What the task asks: Scan the data for "contains" and copy each matching line.

Excerpted records:
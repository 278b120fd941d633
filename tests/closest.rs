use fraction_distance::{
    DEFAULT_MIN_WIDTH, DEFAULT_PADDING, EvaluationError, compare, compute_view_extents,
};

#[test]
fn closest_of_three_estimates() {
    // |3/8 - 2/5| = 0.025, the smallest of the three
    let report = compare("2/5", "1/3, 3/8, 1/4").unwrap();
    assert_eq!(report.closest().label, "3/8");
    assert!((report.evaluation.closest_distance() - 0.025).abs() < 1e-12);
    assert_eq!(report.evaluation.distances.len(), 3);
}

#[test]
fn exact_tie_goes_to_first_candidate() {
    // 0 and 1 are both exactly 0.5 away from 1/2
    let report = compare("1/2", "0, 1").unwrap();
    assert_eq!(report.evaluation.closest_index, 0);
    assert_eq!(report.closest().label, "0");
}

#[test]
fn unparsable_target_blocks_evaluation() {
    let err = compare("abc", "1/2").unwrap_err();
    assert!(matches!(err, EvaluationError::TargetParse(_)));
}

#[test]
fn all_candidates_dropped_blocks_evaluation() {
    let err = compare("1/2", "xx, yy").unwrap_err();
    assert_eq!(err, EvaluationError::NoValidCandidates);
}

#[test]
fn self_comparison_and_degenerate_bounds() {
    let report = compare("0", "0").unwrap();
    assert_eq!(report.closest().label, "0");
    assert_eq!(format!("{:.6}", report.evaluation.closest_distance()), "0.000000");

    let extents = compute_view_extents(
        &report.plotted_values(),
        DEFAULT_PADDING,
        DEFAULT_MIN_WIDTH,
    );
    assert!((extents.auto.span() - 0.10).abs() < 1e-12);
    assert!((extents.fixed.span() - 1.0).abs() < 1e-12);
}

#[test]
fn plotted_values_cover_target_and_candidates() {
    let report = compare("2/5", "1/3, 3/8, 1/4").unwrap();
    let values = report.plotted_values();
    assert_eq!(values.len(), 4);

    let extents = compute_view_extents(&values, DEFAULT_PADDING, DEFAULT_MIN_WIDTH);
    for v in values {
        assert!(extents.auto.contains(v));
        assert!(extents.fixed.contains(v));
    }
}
--
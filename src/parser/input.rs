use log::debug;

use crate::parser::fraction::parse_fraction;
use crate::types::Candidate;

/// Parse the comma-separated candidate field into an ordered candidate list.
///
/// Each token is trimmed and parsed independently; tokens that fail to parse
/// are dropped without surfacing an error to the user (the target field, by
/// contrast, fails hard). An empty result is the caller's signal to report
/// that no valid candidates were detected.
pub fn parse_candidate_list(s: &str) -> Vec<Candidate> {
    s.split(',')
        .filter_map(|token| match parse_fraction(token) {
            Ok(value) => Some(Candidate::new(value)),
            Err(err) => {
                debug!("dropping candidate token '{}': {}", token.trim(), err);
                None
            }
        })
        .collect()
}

Response box:
        assert!(extents.auto.contains(v));
        assert!(extents.fixed.contains(v));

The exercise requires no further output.